Problem details:
Isolate every line in the records below with "AlertKind" in it.

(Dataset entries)
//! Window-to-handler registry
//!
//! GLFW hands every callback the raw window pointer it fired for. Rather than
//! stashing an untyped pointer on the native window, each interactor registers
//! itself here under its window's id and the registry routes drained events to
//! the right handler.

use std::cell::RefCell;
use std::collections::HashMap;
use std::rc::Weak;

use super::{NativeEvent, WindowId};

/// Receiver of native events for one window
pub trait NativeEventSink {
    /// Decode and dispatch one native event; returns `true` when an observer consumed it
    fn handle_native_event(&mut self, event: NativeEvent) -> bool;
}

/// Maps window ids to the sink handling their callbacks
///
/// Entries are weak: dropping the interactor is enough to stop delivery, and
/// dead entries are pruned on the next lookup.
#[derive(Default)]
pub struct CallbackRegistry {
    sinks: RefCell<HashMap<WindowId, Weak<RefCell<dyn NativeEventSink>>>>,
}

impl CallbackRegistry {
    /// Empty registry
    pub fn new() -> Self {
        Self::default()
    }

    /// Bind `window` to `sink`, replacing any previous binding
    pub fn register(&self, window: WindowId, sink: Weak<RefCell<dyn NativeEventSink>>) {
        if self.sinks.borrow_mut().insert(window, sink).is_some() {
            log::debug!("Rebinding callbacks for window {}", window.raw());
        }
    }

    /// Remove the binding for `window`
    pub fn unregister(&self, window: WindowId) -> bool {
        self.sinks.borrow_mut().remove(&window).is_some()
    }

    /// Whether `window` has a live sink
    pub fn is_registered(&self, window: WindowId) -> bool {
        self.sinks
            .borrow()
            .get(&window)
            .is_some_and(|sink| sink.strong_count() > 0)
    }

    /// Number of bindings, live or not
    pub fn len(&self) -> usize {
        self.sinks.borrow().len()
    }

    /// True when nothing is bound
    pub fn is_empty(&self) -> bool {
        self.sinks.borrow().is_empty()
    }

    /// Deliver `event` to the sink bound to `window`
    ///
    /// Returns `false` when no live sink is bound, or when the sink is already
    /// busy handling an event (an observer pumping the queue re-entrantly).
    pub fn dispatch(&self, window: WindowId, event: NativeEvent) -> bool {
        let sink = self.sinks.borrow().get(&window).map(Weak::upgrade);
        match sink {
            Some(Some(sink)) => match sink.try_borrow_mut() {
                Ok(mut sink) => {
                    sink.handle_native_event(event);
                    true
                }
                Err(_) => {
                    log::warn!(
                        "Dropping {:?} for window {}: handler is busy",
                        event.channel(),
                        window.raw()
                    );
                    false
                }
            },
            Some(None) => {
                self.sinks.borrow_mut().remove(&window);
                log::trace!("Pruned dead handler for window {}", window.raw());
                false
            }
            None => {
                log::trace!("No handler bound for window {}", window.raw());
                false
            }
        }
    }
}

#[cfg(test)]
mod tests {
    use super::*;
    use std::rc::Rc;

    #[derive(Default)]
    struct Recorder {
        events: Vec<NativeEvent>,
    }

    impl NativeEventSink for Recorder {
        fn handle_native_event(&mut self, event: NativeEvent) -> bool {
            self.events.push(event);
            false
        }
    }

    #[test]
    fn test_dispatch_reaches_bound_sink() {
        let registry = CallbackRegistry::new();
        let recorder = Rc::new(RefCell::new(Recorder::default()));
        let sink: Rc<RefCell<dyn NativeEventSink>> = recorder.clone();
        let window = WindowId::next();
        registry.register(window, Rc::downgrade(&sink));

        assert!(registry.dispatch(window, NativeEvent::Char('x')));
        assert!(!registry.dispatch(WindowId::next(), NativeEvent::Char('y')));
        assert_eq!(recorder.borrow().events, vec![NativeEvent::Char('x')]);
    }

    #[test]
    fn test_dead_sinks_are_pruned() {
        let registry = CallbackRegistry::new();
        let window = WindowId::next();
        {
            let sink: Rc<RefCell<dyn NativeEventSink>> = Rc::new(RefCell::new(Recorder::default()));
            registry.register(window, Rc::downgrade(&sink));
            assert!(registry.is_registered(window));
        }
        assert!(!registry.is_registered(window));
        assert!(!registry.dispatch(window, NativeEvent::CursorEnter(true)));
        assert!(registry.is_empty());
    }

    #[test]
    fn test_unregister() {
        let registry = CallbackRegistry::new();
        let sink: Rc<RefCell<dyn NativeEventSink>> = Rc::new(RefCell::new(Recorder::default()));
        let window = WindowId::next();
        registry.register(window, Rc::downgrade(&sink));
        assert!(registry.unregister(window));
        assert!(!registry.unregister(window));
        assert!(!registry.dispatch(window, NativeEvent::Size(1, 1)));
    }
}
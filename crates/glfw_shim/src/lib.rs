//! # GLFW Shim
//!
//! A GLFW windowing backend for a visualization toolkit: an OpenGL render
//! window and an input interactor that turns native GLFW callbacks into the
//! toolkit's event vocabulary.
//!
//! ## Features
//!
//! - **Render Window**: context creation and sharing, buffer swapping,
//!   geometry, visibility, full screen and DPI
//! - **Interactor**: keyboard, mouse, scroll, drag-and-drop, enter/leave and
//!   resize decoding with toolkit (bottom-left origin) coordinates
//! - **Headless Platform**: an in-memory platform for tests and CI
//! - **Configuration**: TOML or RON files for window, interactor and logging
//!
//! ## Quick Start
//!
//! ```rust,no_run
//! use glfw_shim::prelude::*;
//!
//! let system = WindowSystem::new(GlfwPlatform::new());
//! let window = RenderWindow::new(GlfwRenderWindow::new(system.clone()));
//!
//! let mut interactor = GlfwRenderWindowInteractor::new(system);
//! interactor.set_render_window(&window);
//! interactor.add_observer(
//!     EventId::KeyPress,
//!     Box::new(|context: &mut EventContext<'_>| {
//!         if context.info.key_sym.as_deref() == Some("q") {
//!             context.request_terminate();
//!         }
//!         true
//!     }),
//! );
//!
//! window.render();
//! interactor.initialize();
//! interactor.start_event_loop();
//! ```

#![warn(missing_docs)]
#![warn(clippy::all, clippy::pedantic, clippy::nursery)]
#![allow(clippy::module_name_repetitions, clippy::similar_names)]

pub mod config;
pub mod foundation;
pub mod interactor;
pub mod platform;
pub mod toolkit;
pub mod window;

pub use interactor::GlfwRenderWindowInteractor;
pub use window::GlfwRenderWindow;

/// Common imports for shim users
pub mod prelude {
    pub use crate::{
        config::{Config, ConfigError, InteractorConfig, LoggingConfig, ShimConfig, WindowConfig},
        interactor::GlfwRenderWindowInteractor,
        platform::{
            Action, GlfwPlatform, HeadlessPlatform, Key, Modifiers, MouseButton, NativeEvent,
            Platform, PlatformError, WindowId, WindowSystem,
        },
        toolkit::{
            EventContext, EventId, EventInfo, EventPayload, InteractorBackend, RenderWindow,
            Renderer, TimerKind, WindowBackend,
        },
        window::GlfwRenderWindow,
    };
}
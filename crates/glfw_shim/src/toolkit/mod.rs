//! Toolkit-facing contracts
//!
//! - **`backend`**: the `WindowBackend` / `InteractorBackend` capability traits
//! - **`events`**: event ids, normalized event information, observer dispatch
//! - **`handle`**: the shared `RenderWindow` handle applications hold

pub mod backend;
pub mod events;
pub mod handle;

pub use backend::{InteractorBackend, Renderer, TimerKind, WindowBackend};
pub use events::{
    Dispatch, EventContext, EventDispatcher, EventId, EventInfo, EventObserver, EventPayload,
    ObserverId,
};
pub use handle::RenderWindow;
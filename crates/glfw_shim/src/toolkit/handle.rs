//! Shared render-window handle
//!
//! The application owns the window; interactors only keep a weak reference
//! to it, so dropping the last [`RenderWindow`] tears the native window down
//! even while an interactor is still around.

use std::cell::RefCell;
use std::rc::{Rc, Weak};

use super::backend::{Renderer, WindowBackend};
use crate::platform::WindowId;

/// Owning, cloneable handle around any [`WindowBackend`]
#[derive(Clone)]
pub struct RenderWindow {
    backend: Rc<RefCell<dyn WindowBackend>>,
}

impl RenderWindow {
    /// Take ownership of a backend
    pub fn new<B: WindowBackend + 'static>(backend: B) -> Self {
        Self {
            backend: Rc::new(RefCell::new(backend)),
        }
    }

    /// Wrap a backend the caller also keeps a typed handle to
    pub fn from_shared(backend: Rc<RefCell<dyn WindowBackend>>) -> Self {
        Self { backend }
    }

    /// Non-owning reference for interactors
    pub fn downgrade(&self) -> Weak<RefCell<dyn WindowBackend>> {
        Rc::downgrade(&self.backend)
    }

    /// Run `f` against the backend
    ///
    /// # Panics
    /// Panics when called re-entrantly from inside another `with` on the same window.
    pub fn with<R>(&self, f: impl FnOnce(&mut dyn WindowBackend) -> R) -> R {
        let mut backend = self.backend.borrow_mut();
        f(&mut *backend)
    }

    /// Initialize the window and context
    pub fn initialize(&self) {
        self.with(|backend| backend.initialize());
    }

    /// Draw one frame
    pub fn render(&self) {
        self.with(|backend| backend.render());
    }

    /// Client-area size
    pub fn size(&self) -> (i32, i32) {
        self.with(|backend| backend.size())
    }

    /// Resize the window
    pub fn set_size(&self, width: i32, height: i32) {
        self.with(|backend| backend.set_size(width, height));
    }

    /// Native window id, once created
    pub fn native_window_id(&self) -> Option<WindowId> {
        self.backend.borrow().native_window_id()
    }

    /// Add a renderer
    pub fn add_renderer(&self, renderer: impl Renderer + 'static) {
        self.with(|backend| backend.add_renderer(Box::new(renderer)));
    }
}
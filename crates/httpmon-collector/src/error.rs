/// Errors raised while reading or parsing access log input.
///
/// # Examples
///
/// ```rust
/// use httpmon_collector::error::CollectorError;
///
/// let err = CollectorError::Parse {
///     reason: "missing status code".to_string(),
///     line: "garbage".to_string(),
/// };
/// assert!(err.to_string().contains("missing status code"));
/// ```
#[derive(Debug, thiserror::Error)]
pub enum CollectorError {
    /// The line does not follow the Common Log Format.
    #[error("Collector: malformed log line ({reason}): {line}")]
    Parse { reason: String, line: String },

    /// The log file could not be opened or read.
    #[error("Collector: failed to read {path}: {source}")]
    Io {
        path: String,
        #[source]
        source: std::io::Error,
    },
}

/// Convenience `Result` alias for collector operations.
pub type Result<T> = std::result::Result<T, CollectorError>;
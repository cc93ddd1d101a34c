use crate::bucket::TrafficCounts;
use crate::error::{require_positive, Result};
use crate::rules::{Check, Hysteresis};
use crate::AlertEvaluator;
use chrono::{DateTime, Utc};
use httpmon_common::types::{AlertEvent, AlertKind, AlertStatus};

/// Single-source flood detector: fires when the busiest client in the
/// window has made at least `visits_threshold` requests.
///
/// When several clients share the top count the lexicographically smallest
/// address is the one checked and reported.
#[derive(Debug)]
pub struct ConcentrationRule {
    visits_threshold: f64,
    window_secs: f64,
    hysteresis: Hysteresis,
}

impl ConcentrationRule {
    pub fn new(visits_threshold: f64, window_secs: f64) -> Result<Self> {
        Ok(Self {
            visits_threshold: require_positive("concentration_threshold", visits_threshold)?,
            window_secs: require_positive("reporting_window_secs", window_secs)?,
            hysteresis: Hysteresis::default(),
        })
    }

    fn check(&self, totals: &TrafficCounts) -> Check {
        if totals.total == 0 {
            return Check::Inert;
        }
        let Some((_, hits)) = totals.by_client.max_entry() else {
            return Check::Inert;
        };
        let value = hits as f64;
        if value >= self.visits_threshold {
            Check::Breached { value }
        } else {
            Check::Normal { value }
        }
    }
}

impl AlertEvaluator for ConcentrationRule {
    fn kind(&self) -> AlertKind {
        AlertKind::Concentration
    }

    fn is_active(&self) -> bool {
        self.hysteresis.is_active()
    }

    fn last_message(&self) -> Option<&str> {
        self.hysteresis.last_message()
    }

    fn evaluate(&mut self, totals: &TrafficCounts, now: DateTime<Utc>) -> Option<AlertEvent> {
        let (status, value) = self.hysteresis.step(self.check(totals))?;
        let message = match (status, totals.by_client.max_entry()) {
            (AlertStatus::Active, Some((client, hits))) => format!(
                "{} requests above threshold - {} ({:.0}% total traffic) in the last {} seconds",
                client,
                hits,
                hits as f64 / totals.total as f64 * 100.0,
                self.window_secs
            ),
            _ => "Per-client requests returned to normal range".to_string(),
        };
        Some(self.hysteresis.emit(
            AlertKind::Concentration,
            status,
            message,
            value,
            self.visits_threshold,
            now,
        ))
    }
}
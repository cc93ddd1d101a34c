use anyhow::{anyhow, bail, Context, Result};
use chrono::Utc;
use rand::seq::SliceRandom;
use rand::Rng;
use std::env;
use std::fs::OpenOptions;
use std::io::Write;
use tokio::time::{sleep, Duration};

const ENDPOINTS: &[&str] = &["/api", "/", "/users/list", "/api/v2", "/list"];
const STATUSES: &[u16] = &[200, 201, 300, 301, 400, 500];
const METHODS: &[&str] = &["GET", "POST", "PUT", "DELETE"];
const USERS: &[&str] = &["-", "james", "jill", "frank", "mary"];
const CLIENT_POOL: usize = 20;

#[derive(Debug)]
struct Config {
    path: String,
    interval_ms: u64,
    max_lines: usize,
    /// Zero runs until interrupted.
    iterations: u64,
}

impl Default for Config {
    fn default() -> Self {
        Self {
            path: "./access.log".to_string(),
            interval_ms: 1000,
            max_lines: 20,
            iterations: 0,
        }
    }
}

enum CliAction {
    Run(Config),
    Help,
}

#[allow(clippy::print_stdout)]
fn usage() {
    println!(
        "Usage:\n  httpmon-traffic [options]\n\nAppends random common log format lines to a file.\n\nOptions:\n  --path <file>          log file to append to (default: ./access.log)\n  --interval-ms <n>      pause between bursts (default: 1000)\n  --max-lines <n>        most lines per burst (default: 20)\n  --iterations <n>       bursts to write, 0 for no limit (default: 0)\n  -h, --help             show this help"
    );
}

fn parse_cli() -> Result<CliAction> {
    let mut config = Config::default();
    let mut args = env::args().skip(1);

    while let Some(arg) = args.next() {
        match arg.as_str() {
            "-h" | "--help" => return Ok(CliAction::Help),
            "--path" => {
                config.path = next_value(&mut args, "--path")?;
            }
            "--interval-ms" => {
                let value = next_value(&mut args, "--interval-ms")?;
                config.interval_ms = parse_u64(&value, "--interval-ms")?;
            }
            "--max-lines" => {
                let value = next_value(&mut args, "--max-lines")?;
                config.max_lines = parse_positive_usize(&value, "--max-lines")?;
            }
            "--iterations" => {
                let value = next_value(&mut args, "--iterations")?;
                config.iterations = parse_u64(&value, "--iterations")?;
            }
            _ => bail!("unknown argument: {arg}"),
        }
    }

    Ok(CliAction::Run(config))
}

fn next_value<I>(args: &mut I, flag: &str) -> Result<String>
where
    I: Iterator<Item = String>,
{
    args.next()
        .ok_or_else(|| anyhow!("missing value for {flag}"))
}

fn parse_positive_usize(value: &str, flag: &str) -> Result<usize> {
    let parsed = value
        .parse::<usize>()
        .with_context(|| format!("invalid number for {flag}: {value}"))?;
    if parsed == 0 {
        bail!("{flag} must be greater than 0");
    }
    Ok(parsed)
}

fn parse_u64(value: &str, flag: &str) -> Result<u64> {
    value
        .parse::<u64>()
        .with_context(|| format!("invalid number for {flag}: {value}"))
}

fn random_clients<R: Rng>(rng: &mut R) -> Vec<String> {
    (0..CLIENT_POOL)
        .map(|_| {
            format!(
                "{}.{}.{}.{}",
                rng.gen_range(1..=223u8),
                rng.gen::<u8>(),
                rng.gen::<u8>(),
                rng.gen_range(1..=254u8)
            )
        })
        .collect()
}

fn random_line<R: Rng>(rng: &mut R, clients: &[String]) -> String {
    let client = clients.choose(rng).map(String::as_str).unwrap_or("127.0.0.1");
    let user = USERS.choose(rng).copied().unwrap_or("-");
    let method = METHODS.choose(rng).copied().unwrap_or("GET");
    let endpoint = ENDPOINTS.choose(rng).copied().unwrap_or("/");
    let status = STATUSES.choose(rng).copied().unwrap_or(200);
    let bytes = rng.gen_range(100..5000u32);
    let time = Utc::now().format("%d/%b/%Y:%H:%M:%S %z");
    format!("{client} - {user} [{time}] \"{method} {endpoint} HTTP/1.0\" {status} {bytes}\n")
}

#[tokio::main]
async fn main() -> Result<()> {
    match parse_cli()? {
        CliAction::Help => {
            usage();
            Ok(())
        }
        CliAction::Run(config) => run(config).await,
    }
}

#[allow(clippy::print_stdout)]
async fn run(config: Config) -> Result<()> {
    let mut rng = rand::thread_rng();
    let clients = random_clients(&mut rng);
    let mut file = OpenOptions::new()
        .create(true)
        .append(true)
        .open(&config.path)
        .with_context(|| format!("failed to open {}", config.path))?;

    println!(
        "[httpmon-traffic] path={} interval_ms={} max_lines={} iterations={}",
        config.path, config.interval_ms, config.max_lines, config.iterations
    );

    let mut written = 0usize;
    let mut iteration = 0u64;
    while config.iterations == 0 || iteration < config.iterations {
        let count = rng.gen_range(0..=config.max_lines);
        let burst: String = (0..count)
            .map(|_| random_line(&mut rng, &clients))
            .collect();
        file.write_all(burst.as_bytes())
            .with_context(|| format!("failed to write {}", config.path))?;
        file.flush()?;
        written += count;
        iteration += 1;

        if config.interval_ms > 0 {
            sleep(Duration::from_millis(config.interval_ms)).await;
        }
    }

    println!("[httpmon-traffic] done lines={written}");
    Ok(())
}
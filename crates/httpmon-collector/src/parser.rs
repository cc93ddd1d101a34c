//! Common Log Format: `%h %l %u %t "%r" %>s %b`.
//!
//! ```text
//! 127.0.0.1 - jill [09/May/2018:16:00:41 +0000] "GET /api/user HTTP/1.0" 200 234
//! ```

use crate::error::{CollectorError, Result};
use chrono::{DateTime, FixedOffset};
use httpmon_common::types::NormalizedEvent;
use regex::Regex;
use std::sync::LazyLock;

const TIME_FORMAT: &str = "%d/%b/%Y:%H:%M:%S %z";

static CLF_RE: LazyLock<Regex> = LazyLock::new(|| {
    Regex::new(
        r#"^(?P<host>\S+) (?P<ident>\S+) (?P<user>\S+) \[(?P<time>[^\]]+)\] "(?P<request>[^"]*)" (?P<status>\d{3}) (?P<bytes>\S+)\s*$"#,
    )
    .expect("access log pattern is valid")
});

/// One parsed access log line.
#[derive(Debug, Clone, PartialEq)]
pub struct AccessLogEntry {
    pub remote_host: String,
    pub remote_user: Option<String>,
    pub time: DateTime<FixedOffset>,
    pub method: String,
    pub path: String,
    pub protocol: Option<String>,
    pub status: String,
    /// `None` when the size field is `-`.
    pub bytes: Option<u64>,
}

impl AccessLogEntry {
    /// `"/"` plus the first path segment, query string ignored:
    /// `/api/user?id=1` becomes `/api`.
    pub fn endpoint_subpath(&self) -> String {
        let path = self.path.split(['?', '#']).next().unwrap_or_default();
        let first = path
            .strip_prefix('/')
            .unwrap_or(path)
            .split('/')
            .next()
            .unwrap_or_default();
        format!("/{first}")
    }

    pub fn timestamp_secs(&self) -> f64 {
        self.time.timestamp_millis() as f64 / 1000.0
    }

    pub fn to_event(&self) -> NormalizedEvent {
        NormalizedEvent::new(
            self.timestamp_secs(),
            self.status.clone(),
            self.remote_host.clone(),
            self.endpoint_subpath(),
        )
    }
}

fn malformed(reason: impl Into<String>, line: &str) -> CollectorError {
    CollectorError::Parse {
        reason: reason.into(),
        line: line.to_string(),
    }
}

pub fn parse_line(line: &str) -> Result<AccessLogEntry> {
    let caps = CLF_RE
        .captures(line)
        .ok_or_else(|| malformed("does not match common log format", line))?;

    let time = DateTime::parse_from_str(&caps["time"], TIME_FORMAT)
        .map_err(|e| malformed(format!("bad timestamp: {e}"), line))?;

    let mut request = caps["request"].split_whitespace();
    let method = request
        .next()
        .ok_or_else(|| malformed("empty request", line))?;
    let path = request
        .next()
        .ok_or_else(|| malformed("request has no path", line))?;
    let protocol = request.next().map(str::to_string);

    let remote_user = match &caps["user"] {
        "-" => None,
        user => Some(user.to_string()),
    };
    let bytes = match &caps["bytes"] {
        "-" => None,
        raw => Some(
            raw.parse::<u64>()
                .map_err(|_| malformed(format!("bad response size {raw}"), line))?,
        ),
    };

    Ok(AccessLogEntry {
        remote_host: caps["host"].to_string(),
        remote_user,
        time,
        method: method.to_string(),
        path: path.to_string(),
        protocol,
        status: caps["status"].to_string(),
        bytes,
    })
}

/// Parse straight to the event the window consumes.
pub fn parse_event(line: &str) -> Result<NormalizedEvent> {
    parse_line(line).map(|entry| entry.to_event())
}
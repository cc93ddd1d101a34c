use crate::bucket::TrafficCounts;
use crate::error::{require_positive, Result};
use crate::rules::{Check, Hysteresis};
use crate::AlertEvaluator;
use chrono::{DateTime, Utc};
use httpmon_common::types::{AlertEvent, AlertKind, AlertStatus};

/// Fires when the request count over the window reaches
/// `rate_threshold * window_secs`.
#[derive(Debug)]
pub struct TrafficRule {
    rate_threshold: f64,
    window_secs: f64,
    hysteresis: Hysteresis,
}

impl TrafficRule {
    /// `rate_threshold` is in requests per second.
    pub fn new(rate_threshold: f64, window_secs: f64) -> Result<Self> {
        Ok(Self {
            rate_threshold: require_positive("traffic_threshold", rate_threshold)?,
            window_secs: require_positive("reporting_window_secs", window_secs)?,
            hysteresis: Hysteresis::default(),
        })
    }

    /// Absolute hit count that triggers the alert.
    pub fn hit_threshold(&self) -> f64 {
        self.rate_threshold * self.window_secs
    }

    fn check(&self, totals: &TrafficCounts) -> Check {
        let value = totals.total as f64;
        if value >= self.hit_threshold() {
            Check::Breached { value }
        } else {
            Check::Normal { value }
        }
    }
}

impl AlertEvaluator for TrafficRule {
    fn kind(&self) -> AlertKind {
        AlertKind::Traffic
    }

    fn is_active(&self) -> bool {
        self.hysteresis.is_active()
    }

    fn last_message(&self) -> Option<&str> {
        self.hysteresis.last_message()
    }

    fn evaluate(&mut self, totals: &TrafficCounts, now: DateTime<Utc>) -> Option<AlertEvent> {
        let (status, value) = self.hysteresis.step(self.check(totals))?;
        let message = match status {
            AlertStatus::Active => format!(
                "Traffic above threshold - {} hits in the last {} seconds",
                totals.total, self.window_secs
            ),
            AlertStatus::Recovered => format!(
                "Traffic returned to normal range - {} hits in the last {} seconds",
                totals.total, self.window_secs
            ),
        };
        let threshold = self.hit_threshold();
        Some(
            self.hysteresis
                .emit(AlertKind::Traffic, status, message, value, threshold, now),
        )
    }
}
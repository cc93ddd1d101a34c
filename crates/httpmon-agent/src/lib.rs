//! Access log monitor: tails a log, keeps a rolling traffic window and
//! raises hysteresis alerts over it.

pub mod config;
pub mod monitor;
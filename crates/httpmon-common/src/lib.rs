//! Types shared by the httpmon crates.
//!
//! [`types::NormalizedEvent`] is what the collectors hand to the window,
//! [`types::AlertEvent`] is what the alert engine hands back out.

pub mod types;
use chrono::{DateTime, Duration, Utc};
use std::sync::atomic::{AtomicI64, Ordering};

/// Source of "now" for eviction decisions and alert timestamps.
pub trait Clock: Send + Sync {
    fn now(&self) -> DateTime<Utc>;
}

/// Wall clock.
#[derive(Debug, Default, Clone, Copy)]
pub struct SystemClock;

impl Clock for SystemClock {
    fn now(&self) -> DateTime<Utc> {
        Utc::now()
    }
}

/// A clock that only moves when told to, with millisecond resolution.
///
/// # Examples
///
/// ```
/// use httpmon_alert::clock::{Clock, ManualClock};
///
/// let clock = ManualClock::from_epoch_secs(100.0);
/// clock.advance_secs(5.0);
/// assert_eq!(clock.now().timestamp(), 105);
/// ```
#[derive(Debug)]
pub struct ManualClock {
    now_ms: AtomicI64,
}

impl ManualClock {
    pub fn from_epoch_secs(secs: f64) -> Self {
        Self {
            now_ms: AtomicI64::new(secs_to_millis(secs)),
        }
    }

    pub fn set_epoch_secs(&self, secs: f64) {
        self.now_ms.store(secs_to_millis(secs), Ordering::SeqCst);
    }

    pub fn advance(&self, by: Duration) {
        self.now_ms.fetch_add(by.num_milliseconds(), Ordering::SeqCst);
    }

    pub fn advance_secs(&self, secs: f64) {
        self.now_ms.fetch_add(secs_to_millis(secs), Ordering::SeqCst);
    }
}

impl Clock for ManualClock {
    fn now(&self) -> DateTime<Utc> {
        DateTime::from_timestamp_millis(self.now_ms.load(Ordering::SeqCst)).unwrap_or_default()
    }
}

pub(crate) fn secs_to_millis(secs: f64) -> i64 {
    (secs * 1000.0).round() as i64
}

Exercise output:
use httpmon_common::types::{AlertEvent, AlertKind, AlertStatus};
    fn kind(&self) -> AlertKind {
        AlertKind::Concentration
            AlertKind::Concentration,
use httpmon_common::types::{AlertEvent, AlertKind, AlertStatus};
    fn kind(&self) -> AlertKind {
        AlertKind::Traffic
                .emit(AlertKind::Traffic, status, message, value, threshold, now),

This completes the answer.